5 Tricks For Better Knife Sharpening

Knife Sharpening

A knife is only as good as it is sharp so learn how to sharpen a knife and use it to its full potential with these knife sharpening tips!

RELATED: Breakthrough: How To Sharpen A Knife Without A Sharpener

A Knife Sharpening Guide for Practical Survivalists

This post is courtesy of outdoorlife.com and shared with permission

Survival Skills: 5 Tricks for Better Knife Sharpening

With a survival knife, a trusty new tool in your hand, you probably felt like you could take on the world. Until you dulled down that new pocket knife blade, that is.

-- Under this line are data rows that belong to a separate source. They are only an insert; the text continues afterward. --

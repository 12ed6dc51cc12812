/// Manufacturer and device ID as returned by the Read Manufacturer / Device
/// ID instruction (90h).
#[derive(Debug, Clone, Copy, PartialEq, Eq)]
#[cfg_attr(feature = "defmt", derive(defmt::Format))]
pub struct ChipIdentity {
    pub manufacturer_id: u8,
    pub device_id: u8,
}

impl ChipIdentity {
    /// Winbond W25X20L.
    pub const W25X20L: Self = Self {
        manufacturer_id: 0xEF,
        device_id: 0x11,
    };

    pub const fn new(manufacturer_id: u8, device_id: u8) -> Self {
        Self {
            manufacturer_id,
            device_id,
        }
    }

    pub fn is_expected(&self) -> bool {
        *self == Self::W25X20L
    }

    /// An absent chip leaves MISO floating high or pulled low, which reads
    /// back as all ones or all zeros.
    pub fn looks_absent(&self) -> bool {
        matches!(
            (self.manufacturer_id, self.device_id),
            (0xFF, 0xFF) | (0x00, 0x00)
        )
    }
}
#![allow(unused_macros)]

macro_rules! trace {
    ($s:literal $(, $x:expr)* $(,)?) => {
        {
            #[cfg(feature = "defmt")]
            ::defmt::trace!($s $(, $x)*);
            #[cfg(all(feature = "log", not(feature = "defmt")))]
            ::log::trace!($s $(, $x)*);
            #[cfg(not(any(feature = "log", feature = "defmt")))]
            let _ = ($( & $x ),*);
        }
    };
}

macro_rules! debug {
    ($s:literal $(, $x:expr)* $(,)?) => {
        {
            #[cfg(feature = "defmt")]
            ::defmt::debug!($s $(, $x)*);
            #[cfg(all(feature = "log", not(feature = "defmt")))]
            ::log::debug!($s $(, $x)*);
            #[cfg(not(any(feature = "log", feature = "defmt")))]
            let _ = ($( & $x ),*);
        }
    };
}

macro_rules! info {
    ($s:literal $(, $x:expr)* $(,)?) => {
        {
            #[cfg(feature = "defmt")]
            ::defmt::info!($s $(, $x)*);
            #[cfg(all(feature = "log", not(feature = "defmt")))]
            ::log::info!($s $(, $x)*);
            #[cfg(not(any(feature = "log", feature = "defmt")))]
            let _ = ($( & $x ),*);
        }
    };
}

macro_rules! warn {
    ($s:literal $(, $x:expr)* $(,)?) => {
        {
            #[cfg(feature = "defmt")]
            ::defmt::warn!($s $(, $x)*);
            #[cfg(all(feature = "log", not(feature = "defmt")))]
            ::log::warn!($s $(, $x)*);
            #[cfg(not(any(feature = "log", feature = "defmt")))]
            let _ = ($( & $x ),*);
        }
    };
}

macro_rules! error {
    ($s:literal $(, $x:expr)* $(,)?) => {
        {
            #[cfg(feature = "defmt")]
            ::defmt::error!($s $(, $x)*);
            #[cfg(all(feature = "log", not(feature = "defmt")))]
            ::log::error!($s $(, $x)*);
            #[cfg(not(any(feature = "log", feature = "defmt")))]
            let _ = ($( & $x ),*);
        }
    };
}
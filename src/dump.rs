use crate::console::Console;
use crate::error::SessionError;
use crate::traits::HardwareFlashDevice;
use embedded_io::Write;

pub const ROW_BYTES: u32 = 16;
const CHUNK_BYTES: usize = 256;

/// Value that brings the 8-bit sum of the transcript to zero.
pub fn twos_complement_checksum(sum: u8) -> u8 {
    sum.wrapping_neg()
}

/// Dumps every page of `flash` to `console`, one Read Data instruction per
/// page, in rows of 16 bytes prefixed with their absolute address:
///
/// ```text
/// 0x000000: 0102036302020363FFFFFFFFFFFFFFFF
/// ```
///
/// The transcript ends with the 8-bit two's complement of the sum of every
/// byte. Returns that checksum.
pub fn dump_all<F, W>(
    flash: &mut F,
    console: &mut Console<W>,
) -> Result<u8, SessionError<F::Error, W::Error>>
where
    F: HardwareFlashDevice,
    W: Write,
{
    let start = flash.start_addr();
    let page_bytes = flash.page_bytes();
    let mut sum = 0u8;
    let mut buf = [0u8; CHUNK_BYTES];

    for page in 0..flash.page_count() {
        let base = start + page * page_bytes;
        let mut offset = 0;
        while offset < page_bytes {
            let len = (page_bytes - offset).min(CHUNK_BYTES as u32);
            let chunk = &mut buf[..len as usize];
            flash
                .read(base + offset, chunk)
                .map_err(SessionError::Flash)?;

            for (i, &byte) in chunk.iter().enumerate() {
                let addr = base + offset + i as u32;
                if addr % ROW_BYTES == 0 {
                    console.newline().map_err(SessionError::Transport)?;
                    console.print("0x").map_err(SessionError::Transport)?;
                    console.hex_address(addr).map_err(SessionError::Transport)?;
                    console.print(": ").map_err(SessionError::Transport)?;
                }
                sum = sum.wrapping_add(byte);
                console.hex_byte(byte).map_err(SessionError::Transport)?;
            }
            offset += len;
        }
    }

    let checksum = twos_complement_checksum(sum);
    console
        .print("\n\n8-Bit Two's Compliment Checksum: 0x")
        .map_err(SessionError::Transport)?;
    console.hex_byte(checksum).map_err(SessionError::Transport)?;
    console.newline().map_err(SessionError::Transport)?;
    debug!("Dumped {} pages, checksum {:#x}", flash.page_count(), checksum);
    Ok(checksum)
}
use crate::comms::{command_header, FlashSpi, Opcode};
use crate::error::Error;
use embedded_hal::delay::DelayNs;
use embedded_hal::digital::OutputPin;
use embedded_hal::spi::SpiBus;

/// Value a NOR cell reads as after erase.
pub const ERASED_SENTINEL: u8 = 0xFF;
/// Consecutive erased bytes that mark the start of unused flash.
pub const ERASED_RUN_THRESHOLD: u32 = 16;
/// Cursor alignment inside the erased run.
pub const CURSOR_ALIGNMENT: u32 = 16;

/// Where the next record goes, and whether writing is allowed at all.
#[derive(Debug, Default, Clone, Copy, PartialEq, Eq)]
#[cfg_attr(feature = "defmt", derive(defmt::Format))]
pub struct WriteCursor {
    pub next_write_address: u32,
    pub write_permitted: bool,
}

impl WriteCursor {
    pub(crate) fn grant(&mut self, address: u32) {
        self.next_write_address = address;
        self.write_permitted = true;
    }

    pub(crate) fn revoke(&mut self) {
        self.write_permitted = false;
    }

    pub(crate) fn advance(&mut self, len: usize) {
        self.next_write_address += len as u32;
    }
}

/// Tracks the current run of erased bytes in a linear stream.
#[derive(Debug, Default, Clone, Copy)]
pub struct ErasedRunScanner {
    run: u32,
}

impl ErasedRunScanner {
    pub const fn new() -> Self {
        Self { run: 0 }
    }

    /// Feed the byte read at `addr`. Returns the aligned cursor address once
    /// the run reaches [`ERASED_RUN_THRESHOLD`].
    pub fn feed(&mut self, addr: u32, byte: u8) -> Option<u32> {
        if byte != ERASED_SENTINEL {
            self.run = 0;
            return None;
        }
        self.run += 1;
        if self.run == ERASED_RUN_THRESHOLD {
            Some(addr & !(CURSOR_ALIGNMENT - 1))
        } else {
            None
        }
    }
}

impl<SPI, CS, D> FlashSpi<SPI, CS, D>
where
    SPI: SpiBus,
    CS: OutputPin,
    D: DelayNs,
{
    /// Streams the array from the start with a single Read Data (03h)
    /// instruction, stopping at the first run of erased bytes.
    ///
    /// On success the cursor is moved to the aligned start of the run and
    /// writing is permitted. If the whole device is read without finding one,
    /// `None` is returned and writing stays disabled.
    pub fn scan_for_erased_region(&mut self) -> Result<Option<u32>, Error<SPI, CS>> {
        let geometry = self.config.geometry;
        self.wait_done()?;

        let header = command_header(Opcode::Read, geometry.start_addr);
        let found = self.bus.transaction(|bus| {
            bus.write(&header)?;
            let mut scanner = ErasedRunScanner::new();
            for addr in geometry.start_addr..=geometry.end_addr {
                let byte = bus.transfer(0x00)?;
                if let Some(start) = scanner.feed(addr, byte) {
                    return Ok(Some(start));
                }
            }
            Ok(None)
        })?;

        match found {
            Some(start) => {
                info!("Start of unused flash at {:#x}", start);
                self.cursor.grant(start);
            }
            None => {
                warn!("No erased region found, writes disabled");
                self.cursor.revoke();
            }
        }
        Ok(found)
    }

    /// Appends `data` at the cursor with a single Page Program instruction
    /// and advances the cursor past it. Returns the new cursor address.
    ///
    /// The write is refused without any bus traffic if it would run past the
    /// end of the device ([`Error::CapacityExhausted`], fatal), straddle a
    /// page ([`Error::PageBoundary`], the caller may retry with other data),
    /// or if writing is not permitted ([`Error::WriteNotPermitted`]). A
    /// rejected write enable leaves the cursor where it was and revokes
    /// permission.
    pub fn write_data(&mut self, data: &[u8]) -> Result<u32, Error<SPI, CS>> {
        let geometry = self.config.geometry;
        let address = self.cursor.next_write_address;

        if !geometry.fits_in_capacity(address, data.len()) {
            error!(
                "Not enough flash left: {} bytes at {:#x}",
                data.len(),
                address
            );
            return Err(Error::CapacityExhausted {
                address,
                len: data.len(),
            });
        }
        if !geometry.fits_in_page(address, data.len()) {
            warn!(
                "Write of {} bytes at {:#x} crosses a page boundary",
                data.len(),
                address
            );
            return Err(Error::PageBoundary {
                address,
                len: data.len(),
            });
        }
        if !self.cursor.write_permitted {
            return Err(Error::WriteNotPermitted);
        }
        if data.is_empty() {
            return Ok(address);
        }

        self.write_enable()?;
        self.program_page_unchecked(address, data)?;
        self.cursor.advance(data.len());
        trace!("Cursor advanced to {:#x}", self.cursor.next_write_address);
        Ok(self.cursor.next_write_address)
    }
}
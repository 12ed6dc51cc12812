pub trait HardwareFlashDevice {
    type Error;

    /// Address of the first byte of the device.
    fn start_addr(&self) -> u32;

    /// Size of one program page in bytes.
    fn page_bytes(&self) -> u32;

    /// Number of pages in the device.
    fn page_count(&self) -> u32;

    /// Reads flash contents into `buf`, starting at `addr`.
    fn read(&mut self, addr: u32, data: &mut [u8]) -> Result<(), Self::Error>;

    /// The Page Program instruction allows from one byte to a page of data
    /// to be programmed at previously erased (FFh) memory locations. The data
    /// must not cross a page boundary.
    fn page_program(&mut self, addr: u32, data: &[u8]) -> Result<(), Self::Error>;

    /// The Chip Erase instruction sets all memory within the device to the
    /// erased state of all 1s (FFh).
    fn chip_erase(&mut self) -> Result<(), Self::Error>;
}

But you just needed good sharpening equipment and a solid sharpening technique (of the two, the technique seems harder to come by). Whether you are sharpening with rods, a whetstone, or an actual stone from the creek, these five tricks can help you turn your dull tool into a sharp blade again, at home or in the field.

1. Stabilize Your Stone

If you are using a slab-shaped whetstone, it will serve you best if it is locked down and unable to wiggle. A wobbling sharpening stone grinds metal from your knife edge in an uneven pattern.

Rather than holding the stone by hand, secure it to a log or some other stationary object. Then, you can better maintain the same edge angle as you sharpen.

2. Count Your Strokes as You Sharpen

It’s very important for the number of strokes to match on each side of the edge. Over-sharpening on one side can lead to an odd edge bevel, which is not as sharp.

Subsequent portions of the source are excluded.